Princeton economics professor Paul Krugman, who won the 2008 Nobel Prize in economics, was dismissive. On his Conscience of a Liberal blog Mr. Krugman wrote: “I was disappointed in Stockman’s piece. I thought there would be some kind of real argument, some presentation, however tendentious, of evidence. Instead it’s just a series of gee-whiz, context- and model-free numbers embedded in a rant – and not even an interesting rant. It’s cranky old man stuff…”

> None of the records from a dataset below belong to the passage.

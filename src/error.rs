use std::fmt;

use crate::element::Element;

/// Why no Lewis structure could be produced for a composition.
///
/// None of these are fatal: they describe compositions the engine cannot
/// draw, and the caller is expected to show [`message`](InvalidReason::message)
/// and let the user edit the input.
#[derive(Debug, Clone, Copy, PartialEq, Eq, Hash)]
pub enum InvalidReason {
    /// The composition is empty.
    NoAtoms,
    /// The declared charge removes more electrons than the atoms supply.
    NegativeElectrons,
    /// The electron total is odd; radicals are not supported.
    OddElectrons,
    /// No single-bond skeleton connects every atom within bond limits.
    Skeleton,
    /// Electrons were left over after filling lone pairs.
    LeftoverElectrons,
    /// An atom misses its duet/octet or a period-2 atom exceeds eight.
    ShellRule,
    /// Formal charges do not add up to the declared charge.
    FormalChargeSum,
}

impl InvalidReason {
    pub const ALL: [InvalidReason; 7] = [
        InvalidReason::NoAtoms,
        InvalidReason::NegativeElectrons,
        InvalidReason::OddElectrons,
        InvalidReason::Skeleton,
        InvalidReason::LeftoverElectrons,
        InvalidReason::ShellRule,
        InvalidReason::FormalChargeSum,
    ];

    /// Stable numeric code; `0` is reserved for "no error".
    pub fn code(self) -> u8 {
        match self {
            InvalidReason::NoAtoms => 1,
            InvalidReason::NegativeElectrons => 2,
            InvalidReason::OddElectrons => 3,
            InvalidReason::Skeleton => 4,
            InvalidReason::LeftoverElectrons => 5,
            InvalidReason::ShellRule => 6,
            InvalidReason::FormalChargeSum => 7,
        }
    }

    pub fn from_code(code: u8) -> Option<InvalidReason> {
        Self::ALL.iter().copied().find(|r| r.code() == code)
    }

    pub fn message(self) -> &'static str {
        match self {
            InvalidReason::NoAtoms => "No atoms selected",
            InvalidReason::NegativeElectrons => "Invalid charge for selected atoms",
            InvalidReason::OddElectrons => "Odd electron count (radicals unsupported)",
            InvalidReason::Skeleton => "Cannot build a valid bond skeleton",
            InvalidReason::LeftoverElectrons => "Could not place all valence electrons",
            InvalidReason::ShellRule => "Octet/duet shell constraints failed",
            InvalidReason::FormalChargeSum => "Formal charge sum does not match ion charge",
        }
    }
}

/// Message for a raw reason code, as handed across to display code.
///
/// Code `0` means success; codes with no matching reason get a generic line.
pub fn reason_message(code: u8) -> &'static str {
    match code {
        0 => "No error",
        _ => InvalidReason::from_code(code)
            .map(InvalidReason::message)
            .unwrap_or("No valid structure for this composition"),
    }
}

impl fmt::Display for InvalidReason {
    fn fmt(&self, f: &mut fmt::Formatter<'_>) -> fmt::Result {
        f.write_str(self.message())
    }
}

impl std::error::Error for InvalidReason {}

/// Errors produced when editing a [`Composition`](crate::Composition).
#[derive(Debug, Clone, PartialEq, Eq)]
pub enum CompositionError {
    /// The molecule already holds the maximum number of atoms.
    TooManyAtoms { limit: usize },
    /// Adding this non-hydrogen atom would exceed the heavy-atom limit.
    TooManyHeavyAtoms { element: Element, limit: usize },
    /// The symbol does not name an element in the table.
    UnknownElement(String),
}

impl fmt::Display for CompositionError {
    fn fmt(&self, f: &mut fmt::Formatter<'_>) -> fmt::Result {
        match self {
            Self::TooManyAtoms { limit } => write!(f, "at most {} atoms allowed", limit),
            Self::TooManyHeavyAtoms { element, limit } => {
                write!(f, "cannot add {}: max {} heavy atoms", element, limit)
            }
            Self::UnknownElement(sym) => write!(f, "unknown element '{}'", sym),
        }
    }
}

impl std::error::Error for CompositionError {}
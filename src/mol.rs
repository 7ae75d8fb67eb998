use petgraph::graph::{EdgeIndex, NodeIndex, UnGraph};
use petgraph::visit::EdgeRef;

use crate::atom::LewisAtom;
use crate::bond::Bond;

pub const MAX_ATOMS: usize = 12;
pub const MAX_HEAVY_ATOMS: usize = 6;
pub const MAX_BONDS: usize = 12;
pub const MAX_RESONANCE: usize = 6;

/// A small undirected molecular graph with fixed capacity.
///
/// Storage for [`MAX_ATOMS`] nodes and [`MAX_BONDS`] edges is reserved up
/// front and never grown; [`add_atom`](Mol::add_atom) and
/// [`add_bond`](Mol::add_bond) return `None` once full. Node and edge
/// indices follow insertion order, so two graphs built the same way can be
/// compared index by index.
pub struct Mol<A, B> {
    graph: UnGraph<A, B>,
}

/// One concrete bonding arrangement: nodes are atoms in composition order,
/// edges are bonds in the order the skeleton created them.
pub type LewisStructure = Mol<LewisAtom, Bond>;

impl<A, B> Mol<A, B> {
    pub fn new() -> Self {
        Self {
            graph: UnGraph::with_capacity(MAX_ATOMS, MAX_BONDS),
        }
    }

    pub fn graph(&self) -> &UnGraph<A, B> {
        &self.graph
    }

    pub fn atom(&self, idx: NodeIndex) -> &A {
        &self.graph[idx]
    }

    pub fn atom_mut(&mut self, idx: NodeIndex) -> &mut A {
        &mut self.graph[idx]
    }

    pub fn bond(&self, idx: EdgeIndex) -> &B {
        &self.graph[idx]
    }

    pub fn bond_mut(&mut self, idx: EdgeIndex) -> &mut B {
        &mut self.graph[idx]
    }

    pub fn add_atom(&mut self, atom: A) -> Option<NodeIndex> {
        if self.atom_count() >= MAX_ATOMS {
            return None;
        }
        Some(self.graph.add_node(atom))
    }

    pub fn add_bond(&mut self, a: NodeIndex, b: NodeIndex, bond: B) -> Option<EdgeIndex> {
        if self.bond_count() >= MAX_BONDS {
            return None;
        }
        Some(self.graph.add_edge(a, b, bond))
    }

    pub fn atom_count(&self) -> usize {
        self.graph.node_count()
    }

    pub fn bond_count(&self) -> usize {
        self.graph.edge_count()
    }

    pub fn neighbors(&self, idx: NodeIndex) -> impl Iterator<Item = NodeIndex> + '_ {
        self.graph.neighbors(idx)
    }

    pub fn bonds_of(&self, idx: NodeIndex) -> impl Iterator<Item = EdgeIndex> + '_ {
        self.graph.edges(idx).map(|e| e.id())
    }

    pub fn atoms(&self) -> impl Iterator<Item = NodeIndex> + '_ {
        self.graph.node_indices()
    }

    pub fn bonds(&self) -> impl Iterator<Item = EdgeIndex> + '_ {
        self.graph.edge_indices()
    }

    pub fn bond_between(&self, a: NodeIndex, b: NodeIndex) -> Option<EdgeIndex> {
        self.graph.find_edge(a, b)
    }

    pub fn bond_endpoints(&self, idx: EdgeIndex) -> Option<(NodeIndex, NodeIndex)> {
        self.graph.edge_endpoints(idx)
    }

    /// The endpoint of `bond` that is not `atom`, or `None` if `atom` is not
    /// on the bond.
    pub fn other_end(&self, bond: EdgeIndex, atom: NodeIndex) -> Option<NodeIndex> {
        let (a, b) = self.bond_endpoints(bond)?;
        if a == atom {
            Some(b)
        } else if b == atom {
            Some(a)
        } else {
            None
        }
    }

    pub fn contains_atom(&self, idx: NodeIndex) -> bool {
        idx.index() < self.atom_count()
    }
}

impl<A: Clone, B: Clone> Clone for Mol<A, B> {
    fn clone(&self) -> Self {
        Self {
            graph: self.graph.clone(),
        }
    }
}

impl<A, B> Default for Mol<A, B> {
    fn default() -> Self {
        Self::new()
    }
}

impl<A: PartialEq, B: PartialEq> PartialEq for Mol<A, B> {
    fn eq(&self, other: &Self) -> bool {
        if self.atom_count() != other.atom_count() || self.bond_count() != other.bond_count() {
            return false;
        }
        for idx in self.atoms() {
            if self.atom(idx) != other.atom(idx) {
                return false;
            }
        }
        for idx in self.bonds() {
            if self.bond(idx) != other.bond(idx) {
                return false;
            }
            if self.bond_endpoints(idx) != other.bond_endpoints(idx) {
                return false;
            }
        }
        true
    }
}

impl<A: std::fmt::Debug, B: std::fmt::Debug> std::fmt::Debug for Mol<A, B> {
    fn fmt(&self, f: &mut std::fmt::Formatter<'_>) -> std::fmt::Result {
        let atoms: Vec<&A> = self.atoms().map(|i| self.atom(i)).collect();
        let bonds: Vec<(usize, usize, &B)> = self
            .bonds()
            .filter_map(|e| {
                let (a, b) = self.bond_endpoints(e)?;
                Some((a.index(), b.index(), self.bond(e)))
            })
            .collect();
        f.debug_struct("Mol")
            .field("atoms", &atoms)
            .field("bonds", &bonds)
            .finish()
    }
}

Krugman, a New York Times op-ed columnist, found himself implicitly criticizing his journalistic home, noting “the verdict among everyone who knows anything is that Stockman’s piece, mysteriously given star treatment, was pathetic and embarrassing.” Krugman said he was "especially annoyed" by Stockman's argument that there has been bipartisan runaway spending since the 1950s. Significant debt problems started after 1980 under Presidents Reagan and George H.W. Bush, Krugman says, and fell under President Clinton. And deficits were an appropriate reaction to the recent financial crisis, he says.  

Others offered somewhat less passionate criticism. Jared Bernstein, who served as Vice President Joe Biden’s economic adviser, wrote on his On the Economy blog: "There’s no question that the American economy is seriously underperforming and that bad policy is implicated. It’s just that the culprits aren’t the ones he thinks they are.”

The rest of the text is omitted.